▶ [What the task asks]: Copy out the data below. Leave nothing out and alter nothing.

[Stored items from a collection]
__________

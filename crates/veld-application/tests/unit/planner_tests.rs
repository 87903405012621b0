//! Unit tests for initialization planning

use std::collections::BTreeSet;

use veld_application::values::ResolvedValues;
use veld_application::{GraphBuilder, InitializationPlanner};
use veld_domain::entities::{DependencyRequirement, Scope};
use veld_domain::value_objects::{DiagnosticCode, Diagnostics};

use crate::test_utils::{build_graph, component, has_code};

#[test]
fn test_dependencies_initialize_first() {
    let (graph, _) = build_graph(vec![
        component("a_service").with_dependency(DependencyRequirement::single("z_repo")),
        component("z_repo").with_dependency(DependencyRequirement::single("m_source")),
        component("m_source"),
    ]);
    let mut diagnostics = Diagnostics::new();

    let plan = InitializationPlanner::new(&graph)
        .plan(&ResolvedValues::new(), &mut diagnostics)
        .unwrap();

    assert_eq!(plan.ids(), vec!["m_source", "z_repo", "a_service"]);
    assert_eq!(plan.rank_of("a_service"), Some(2));
}

#[test]
fn test_ties_broken_by_order_then_declaration() {
    let (graph, _) = build_graph(vec![
        component("a").with_order(10),
        component("b"),
        component("c").with_order(-1),
        component("d"),
    ]);
    let mut diagnostics = Diagnostics::new();

    let order = InitializationPlanner::new(&graph)
        .initialization_order(&mut diagnostics)
        .unwrap();

    let ids: Vec<&str> = order.iter().map(|&i| graph.node(i).id.as_str()).collect();
    assert_eq!(ids, vec!["c", "b", "d", "a"]);
}

#[test]
fn test_depends_on_adds_ordering() {
    let (graph, _) = build_graph(vec![
        component("a").depends_on("b"),
        component("b"),
    ]);
    let mut diagnostics = Diagnostics::new();

    let plan = InitializationPlanner::new(&graph)
        .plan(&ResolvedValues::new(), &mut diagnostics)
        .unwrap();

    assert_eq!(plan.ids(), vec!["b", "a"]);
    assert!(diagnostics.is_empty());
}

#[test]
fn test_optional_and_deferred_edges_do_not_order() {
    let (graph, _) = build_graph(vec![
        component("a")
            .with_dependency(DependencyRequirement::optional("c"))
            .with_dependency(DependencyRequirement::deferred("b")),
        component("b"),
        component("c"),
    ]);
    let mut diagnostics = Diagnostics::new();

    let plan = InitializationPlanner::new(&graph)
        .plan(&ResolvedValues::new(), &mut diagnostics)
        .unwrap();

    assert_eq!(plan.ids(), vec!["a", "b", "c"]);
}

#[test]
fn test_cycle_through_depends_on_is_invalid_constraint() {
    let (graph, _) = build_graph(vec![
        component("a").with_dependency(DependencyRequirement::single("b")),
        component("b").depends_on("a"),
    ]);
    let mut diagnostics = Diagnostics::new();

    let plan = InitializationPlanner::new(&graph).plan(&ResolvedValues::new(), &mut diagnostics);

    assert!(plan.is_none());
    let errors = diagnostics.into_sorted();
    assert_eq!(errors.len(), 1);
    assert_eq!(errors[0].code, DiagnosticCode::InvalidOrderingConstraintError);
    assert!(errors[0].message.contains("a -> b -> a"));
}

#[test]
fn test_self_depends_on_is_invalid_constraint() {
    let (graph, _) = build_graph(vec![component("a").depends_on("a")]);
    let mut diagnostics = Diagnostics::new();

    assert!(
        InitializationPlanner::new(&graph)
            .initialization_order(&mut diagnostics)
            .is_none()
    );
    assert!(has_code(diagnostics.iter(), DiagnosticCode::InvalidOrderingConstraintError));
}

#[test]
fn test_unknown_depends_on_is_invalid_constraint() {
    let (graph, _) = build_graph(vec![component("a").depends_on("ghost")]);
    let mut diagnostics = Diagnostics::new();

    let plan = InitializationPlanner::new(&graph).plan(&ResolvedValues::new(), &mut diagnostics);

    assert!(plan.is_none());
    assert!(has_code(diagnostics.iter(), DiagnosticCode::InvalidOrderingConstraintError));
}

#[test]
fn test_depends_on_excluded_component_is_warning() {
    let mut diagnostics = Diagnostics::new();
    let graph = GraphBuilder::new()
        .with_excluded(BTreeSet::from(["metrics".to_string()]))
        .build(vec![component("a").depends_on("metrics")], &mut diagnostics)
        .unwrap();

    let plan = InitializationPlanner::new(&graph)
        .plan(&ResolvedValues::new(), &mut diagnostics)
        .unwrap();

    assert_eq!(plan.ids(), vec!["a"]);
    assert!(!diagnostics.has_errors());
    assert!(has_code(diagnostics.iter(), DiagnosticCode::UnresolvedOrderingHint));
}

#[test]
fn test_lifecycle_ranks() {
    let (graph, _) = build_graph(vec![
        component("pool")
            .with_post_construct("open")
            .with_pre_destroy("close"),
        component("service")
            .with_dependency(DependencyRequirement::single("pool"))
            .with_post_construct("start")
            .with_pre_destroy("stop"),
        component("clock").with_order(5),
    ]);
    let mut diagnostics = Diagnostics::new();

    let plan = InitializationPlanner::new(&graph)
        .plan(&ResolvedValues::new(), &mut diagnostics)
        .unwrap();

    assert_eq!(plan.ids(), vec!["pool", "service", "clock"]);
    let pool = plan.get("pool").unwrap();
    assert_eq!(pool.lifecycle_order.activation_rank, 0);
    assert_eq!(pool.lifecycle_order.teardown_rank, 2);
    assert_eq!(plan.activation_order(), vec!["pool", "service"]);
    assert_eq!(plan.teardown_order(), vec!["service", "pool"]);
}

#[test]
fn test_scope_warnings() {
    let (graph, _) = build_graph(vec![
        component("eager").with_dependency(DependencyRequirement::single("lazy_one")),
        component("lazy_one").lazy(),
        component("holder").with_dependency(DependencyRequirement::single("proto")),
        component("provider_holder").with_dependency(DependencyRequirement::deferred("proto")),
        component("proto").with_scope(Scope::Prototype),
    ]);
    let mut diagnostics = Diagnostics::new();

    InitializationPlanner::new(&graph)
        .plan(&ResolvedValues::new(), &mut diagnostics)
        .unwrap();

    let warnings = diagnostics.into_sorted();
    let summary: Vec<(DiagnosticCode, &str)> = warnings
        .iter()
        .map(|d| (d.code, d.component_id.as_deref().unwrap_or_default()))
        .collect();
    assert_eq!(
        summary,
        vec![
            (DiagnosticCode::LazyDependencyNarrowing, "eager"),
            (DiagnosticCode::PrototypeInSingleton, "holder"),
        ]
    );
}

__________

▶ [Result]:
filename crates/veld-application/tests/unit/planner_tests.rs
repository 87903405012621b0
//! Unit tests for initialization planning

use std::collections::BTreeSet;

use veld_application::values::ResolvedValues;
use veld_application::{GraphBuilder, InitializationPlanner};
use veld_domain::entities::{DependencyRequirement, Scope};
use veld_domain::value_objects::{DiagnosticCode, Diagnostics};

use crate::test_utils::{build_graph, component, has_code};

#[test]
fn test_dependencies_initialize_first() {
    let (graph, _) = build_graph(vec![
        component("a_service").with_dependency(DependencyRequirement::single("z_repo")),
        component("z_repo").with_dependency(DependencyRequirement::single("m_source")),
        component("m_source"),
    ]);
    let mut diagnostics = Diagnostics::new();

    let plan = InitializationPlanner::new(&graph)
        .plan(&ResolvedValues::new(), &mut diagnostics)
        .unwrap();

    assert_eq!(plan.ids(), vec!["m_source", "z_repo", "a_service"]);
    assert_eq!(plan.rank_of("a_service"), Some(2));
}

#[test]
fn test_ties_broken_by_order_then_declaration() {
    let (graph, _) = build_graph(vec![
        component("a").with_order(10),
        component("b"),
        component("c").with_order(-1),
        component("d"),
    ]);
    let mut diagnostics = Diagnostics::new();

    let order = InitializationPlanner::new(&graph)
        .initialization_order(&mut diagnostics)
        .unwrap();

    let ids: Vec<&str> = order.iter().map(|&i| graph.node(i).id.as_str()).collect();
    assert_eq!(ids, vec!["c", "b", "d", "a"]);
}

#[test]
fn test_depends_on_adds_ordering() {
    let (graph, _) = build_graph(vec![
        component("a").depends_on("b"),
        component("b"),
    ]);
    let mut diagnostics = Diagnostics::new();

    let plan = InitializationPlanner::new(&graph)
        .plan(&ResolvedValues::new(), &mut diagnostics)
        .unwrap();

    assert_eq!(plan.ids(), vec!["b", "a"]);
    assert!(diagnostics.is_empty());
}

#[test]
fn test_optional_and_deferred_edges_do_not_order() {
    let (graph, _) = build_graph(vec![
        component("a")
            .with_dependency(DependencyRequirement::optional("c"))
            .with_dependency(DependencyRequirement::deferred("b")),
        component("b"),
        component("c"),
    ]);
    let mut diagnostics = Diagnostics::new();

    let plan = InitializationPlanner::new(&graph)
        .plan(&ResolvedValues::new(), &mut diagnostics)
        .unwrap();

    assert_eq!(plan.ids(), vec!["a", "b", "c"]);
}

#[test]
fn test_cycle_through_depends_on_is_invalid_constraint() {
    let (graph, _) = build_graph(vec![
        component("a").with_dependency(DependencyRequirement::single("b")),
        component("b").depends_on("a"),
    ]);
    let mut diagnostics = Diagnostics::new();

    let plan = InitializationPlanner::new(&graph).plan(&ResolvedValues::new(), &mut diagnostics);

    assert!(plan.is_none());
    let errors = diagnostics.into_sorted();
    assert_eq!(errors.len(), 1);
    assert_eq!(errors[0].code, DiagnosticCode::InvalidOrderingConstraintError);
    assert!(errors[0].message.contains("a -> b -> a"));
}

#[test]
fn test_self_depends_on_is_invalid_constraint() {
    let (graph, _) = build_graph(vec![component("a").depends_on("a")]);
    let mut diagnostics = Diagnostics::new();

    assert!(
        InitializationPlanner::new(&graph)
            .initialization_order(&mut diagnostics)
            .is_none()
    );
    assert!(has_code(diagnostics.iter(), DiagnosticCode::InvalidOrderingConstraintError));
}

#[test]
fn test_unknown_depends_on_is_invalid_constraint() {
    let (graph, _) = build_graph(vec![component("a").depends_on("ghost")]);
    let mut diagnostics = Diagnostics::new();

    let plan = InitializationPlanner::new(&graph).plan(&ResolvedValues::new(), &mut diagnostics);

    assert!(plan.is_none());
    assert!(has_code(diagnostics.iter(), DiagnosticCode::InvalidOrderingConstraintError));
}

#[test]
fn test_depends_on_excluded_component_is_warning() {
    let mut diagnostics = Diagnostics::new();
    let graph = GraphBuilder::new()
        .with_excluded(BTreeSet::from(["metrics".to_string()]))
        .build(vec![component("a").depends_on("metrics")], &mut diagnostics)
        .unwrap();

    let plan = InitializationPlanner::new(&graph)
        .plan(&ResolvedValues::new(), &mut diagnostics)
        .unwrap();

    assert_eq!(plan.ids(), vec!["a"]);
    assert!(!diagnostics.has_errors());
    assert!(has_code(diagnostics.iter(), DiagnosticCode::UnresolvedOrderingHint));
}

#[test]
fn test_lifecycle_ranks() {
    let (graph, _) = build_graph(vec![
        component("pool")
            .with_post_construct("open")
            .with_pre_destroy("close"),
        component("service")
            .with_dependency(DependencyRequirement::single("pool"))
            .with_post_construct("start")
            .with_pre_destroy("stop"),
        component("clock").with_order(5),
    ]);
    let mut diagnostics = Diagnostics::new();

    let plan = InitializationPlanner::new(&graph)
        .plan(&ResolvedValues::new(), &mut diagnostics)
        .unwrap();

    assert_eq!(plan.ids(), vec!["pool", "service", "clock"]);
    let pool = plan.get("pool").unwrap();
    assert_eq!(pool.lifecycle_order.activation_rank, 0);
    assert_eq!(pool.lifecycle_order.teardown_rank, 2);
    assert_eq!(plan.activation_order(), vec!["pool", "service"]);
    assert_eq!(plan.teardown_order(), vec!["service", "pool"]);
}

#[test]
fn test_scope_warnings() {
    let (graph, _) = build_graph(vec![
        component("eager").with_dependency(DependencyRequirement::single("lazy_one")),
        component("lazy_one").lazy(),
        component("holder").with_dependency(DependencyRequirement::single("proto")),
        component("provider_holder").with_dependency(DependencyRequirement::deferred("proto")),
        component("proto").with_scope(Scope::Prototype),
    ]);
    let mut diagnostics = Diagnostics::new();

    InitializationPlanner::new(&graph)
        .plan(&ResolvedValues::new(), &mut diagnostics)
        .unwrap();

    let warnings = diagnostics.into_sorted();
    let summary: Vec<(DiagnosticCode, &str)> = warnings
        .iter()
        .map(|d| (d.code, d.component_id.as_deref().unwrap_or_default()))
        .collect();
    assert_eq!(
        summary,
        vec![
            (DiagnosticCode::LazyDependencyNarrowing, "eager"),
            (DiagnosticCode::PrototypeInSingleton, "holder"),
        ]
    );
}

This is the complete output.